Swamp night

I’m reading the amazing Ursula K. Le Guin’s Steering the Craft: a 21st-Century Guide to Sailing the Sea of Story. What a generous gift to all aspiring writers! In it, Le Guin sets various exercises designed to make one think more about the craft of writing. Here’s my response to one of them: a challenge to write a scene in prose of sentences of seven words or less.

swamp night.jpg

It was dark out. Swamp dark. Thick as molasses, old as the earth. Voodoo dark. Heavy with secrets. Nobody else for miles around. Just him, her, and the dark.

He opened the bedroom door. The dark was inside, filling the room. He waited for his eyes to adjust. Shapes emerged. The chair, the bed… her. Her breathing bulk, rising and falling. Drinking in the dark. Exhaling it, changed, hot and wet.

He crept towards her bedside. The floorboards groaned. He came closed – fear stopped him. Her eyes were open. He froze, his eyes locked on hers. Five heartbeats passed. He swallowed, drily. She had not moved.

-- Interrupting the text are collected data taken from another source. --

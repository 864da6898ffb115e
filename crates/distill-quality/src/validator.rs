//! Document validation and scoring logic.

use distill_config::QualityConfig;
use serde_yaml::Value;
use tracing::debug;

/// Frontmatter delimiter token.
const DELIMITER: &str = "---";

/// Component weights. Must sum to 1.0.
const SCHEMA_WEIGHT: f64 = 0.3;
const METADATA_WEIGHT: f64 = 0.4;
const CONTENT_WEIGHT: f64 = 0.3;

/// Top-level keys every frontmatter header must carry.
const REQUIRED_KEYS: [&str; 3] = ["source", "classification", "quality"];

/// Minimum body length in characters before content checks apply.
const MIN_CONTENT_CHARS: usize = 100;

/// Minimum number of non-blank, non-heading body lines.
const MIN_CONTENT_LINES: usize = 5;

/// Per-component scores before weighting, each in [0, 1].
#[derive(Debug, Clone, Copy, PartialEq, Default)]
pub struct ScoreComponents {
    /// Presence of required top-level frontmatter keys.
    pub schema: f64,
    /// Completeness of classification and source fields.
    pub metadata: f64,
    /// Structural adequacy of the markdown body.
    pub content: f64,
}

/// Result of validating one enriched document.
#[derive(Debug, Clone, PartialEq)]
pub struct ValidationResult {
    /// True iff the weighted score meets the threshold AND no check fired.
    pub is_valid: bool,
    /// Weighted total score in [0, 1], rounded to 2 decimals.
    pub score: f64,
    /// Per-component breakdown.
    pub components: ScoreComponents,
    /// Human-readable findings, in check order.
    pub errors: Vec<String>,
}

impl ValidationResult {
    /// A structural rejection: score forced to zero, no component scoring.
    fn rejected(error: impl Into<String>) -> Self {
        Self {
            is_valid: false,
            score: 0.0,
            components: ScoreComponents::default(),
            errors: vec![error.into()],
        }
    }
}

/// The quality gate validates enriched documents before storage.
///
/// Validation is a pure function of the input string; the only configuration
/// is the acceptance threshold. Malformed input is data, not a fault: the
/// gate never panics and never returns `Err`.
#[derive(Debug, Clone)]
pub struct QualityGate {
    min_score: f64,
}

impl QualityGate {
    /// Create a gate with the given acceptance threshold (0-1).
    pub fn new(min_score: f64) -> Self {
        Self { min_score }
    }

    /// Create a gate from configuration.
    pub fn from_config(config: &QualityConfig) -> Self {
        Self::new(config.min_score)
    }

    /// Validate an enriched document (frontmatter + markdown).
    ///
    /// A document is accepted only when the weighted score reaches the
    /// threshold AND the error list is empty. Any fired check appends an
    /// error, so a single detected defect blocks acceptance regardless of
    /// the aggregate score. Strict by design.
    pub fn validate(&self, document: &str) -> ValidationResult {
        if !document.starts_with(DELIMITER) {
            return ValidationResult::rejected("missing frontmatter header");
        }

        let parts: Vec<&str> = document.split(DELIMITER).collect();
        if parts.len() < 3 {
            return ValidationResult::rejected("invalid frontmatter format");
        }

        let frontmatter_str = parts[1];
        let body = parts[2..].join(DELIMITER);
        let body = body.trim();

        let frontmatter = match serde_yaml::from_str::<Value>(frontmatter_str) {
            Ok(Value::Mapping(map)) => Value::Mapping(map),
            Ok(_) => {
                return ValidationResult::rejected("YAML error: frontmatter is not a mapping")
            }
            Err(e) => return ValidationResult::rejected(format!("YAML error: {}", e)),
        };

        let mut errors = Vec::new();

        let schema = self.score_schema(&frontmatter, &mut errors);
        let metadata = self.score_metadata(&frontmatter, &mut errors);
        let content = self.score_content(body, &mut errors);

        let total =
            schema * SCHEMA_WEIGHT + metadata * METADATA_WEIGHT + content * CONTENT_WEIGHT;
        let score = (total * 100.0).round() / 100.0;

        let is_valid = score >= self.min_score && errors.is_empty();
        debug!(
            "validated document: score={} schema={} metadata={} content={} errors={}",
            score,
            schema,
            metadata,
            content,
            errors.len()
        );

        ValidationResult {
            is_valid,
            score,
            components: ScoreComponents {
                schema,
                metadata,
                content,
            },
            errors,
        }
    }

    /// All-or-nothing check for required top-level keys.
    fn score_schema(&self, frontmatter: &Value, errors: &mut Vec<String>) -> f64 {
        let missing: Vec<&str> = REQUIRED_KEYS
            .iter()
            .copied()
            .filter(|key| frontmatter.get(*key).is_none())
            .collect();

        if !missing.is_empty() {
            errors.push(format!("missing required keys: {}", missing.join(", ")));
            return 0.0;
        }

        1.0
    }

    /// Cumulative penalties for incomplete classification/source fields.
    fn score_metadata(&self, frontmatter: &Value, errors: &mut Vec<String>) -> f64 {
        let mut score: f64 = 1.0;

        let classification = frontmatter.get("classification");

        let doc_type = classification
            .and_then(|c| c.get("type"))
            .and_then(Value::as_str)
            .unwrap_or_default();
        if doc_type.is_empty() || doc_type == "Unknown" {
            errors.push("document type not identified".to_string());
            score -= 0.3;
        }

        if sequence_is_empty(classification.and_then(|c| c.get("products"))) {
            errors.push("no product identified".to_string());
            score -= 0.2;
        }

        if sequence_is_empty(classification.and_then(|c| c.get("tags"))) {
            errors.push("no tag identified".to_string());
            score -= 0.2;
        }

        let source_file = frontmatter
            .get("source")
            .and_then(|s| s.get("file"))
            .and_then(Value::as_str)
            .unwrap_or_default();
        if source_file.is_empty() {
            errors.push("missing source file".to_string());
            score -= 0.3;
        }

        score.max(0.0)
    }

    /// Structural checks on the markdown body.
    fn score_content(&self, content: &str, errors: &mut Vec<String>) -> f64 {
        // Too-short bodies are not worth inspecting further.
        if content.chars().count() < MIN_CONTENT_CHARS {
            errors.push("content too short (< 100 characters)".to_string());
            return 0.0;
        }

        let mut score: f64 = 1.0;

        if !has_heading(content, "# ") {
            errors.push("missing H1 title".to_string());
            score -= 0.2;
        }

        if !has_heading(content, "## ") {
            errors.push("missing H2 structure".to_string());
            score -= 0.3;
        }

        let content_lines = content
            .lines()
            .map(str::trim)
            .filter(|line| !line.is_empty() && !line.starts_with('#'))
            .count();
        if content_lines < MIN_CONTENT_LINES {
            errors.push("insufficient content (< 5 lines)".to_string());
            score -= 0.4;
        }

        score.max(0.0)
    }
}

/// Whether the body contains a heading at the given marker level, either at
/// the very start or after a newline.
fn has_heading(content: &str, marker: &str) -> bool {
    content.starts_with(marker) || content.contains(&format!("\n{}", marker))
}

/// True when a frontmatter value is absent, null, or an empty sequence.
fn sequence_is_empty(value: Option<&Value>) -> bool {
    match value {
        None | Some(Value::Null) => true,
        Some(Value::Sequence(seq)) => seq.is_empty(),
        Some(_) => false,
    }
}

She was asleep. Or something like it. He let out his breath slowly. When he breathed in again, he smelled her. Stale sweat and spices and raw meat. His stomach shrivelled. He wanted to run; he half-turned.

Then he thought of his family. His wife. His children. Of the things in the dark. Things which were growing bolder. Which would soon overcome their fear of fire. Which would come for them. For all of them.

Il faut le faire, he thought. In the old language. The voodoo language.

He turned back to her. He pulled his knife from its sheath. Its sharpness whispered through the dark. Pain raked white hot across his palm.

‘Être apaisé,’ he said, barely audible.

There was a bowl on the bedside table. He held his hand over it. Blood dripped, sticky and warm. He made a fist, squeezing. More drops pattered into the bowl. The sound softened as the bowl filled.

The dark seemed to thicken. There were whispers now. Whispers in the dark, growing louder. Tendrils of dark reached down his throat. He nearly gagged.

‘Être apaisé,’ he said again, louder, pleading. The blood ran warm over his clenched fingers.

She stirred. Her head turned toward him. Her mouth lolled open. A snake emerged from it, tongue flickering. Fear overwhelmed him; he wanted to run. His feet were rooted to the floor.

‘C’est suffisant,’ she said. Her voice was deep and terrible.

The spell lifted. He could move. He ran from the room, nearly tripping. He ran through the dark. Through the swamp. Back to his home, to his family.

His wife embraced him, he held her tightly. She looked at him, questioningly. He shook his head. She nodded, she understood. Some things are best left unspoken.

The scar healed dark and ugly. It aches every full moon. It troubles him, but it was necessary. The things have not returned. His family is safe.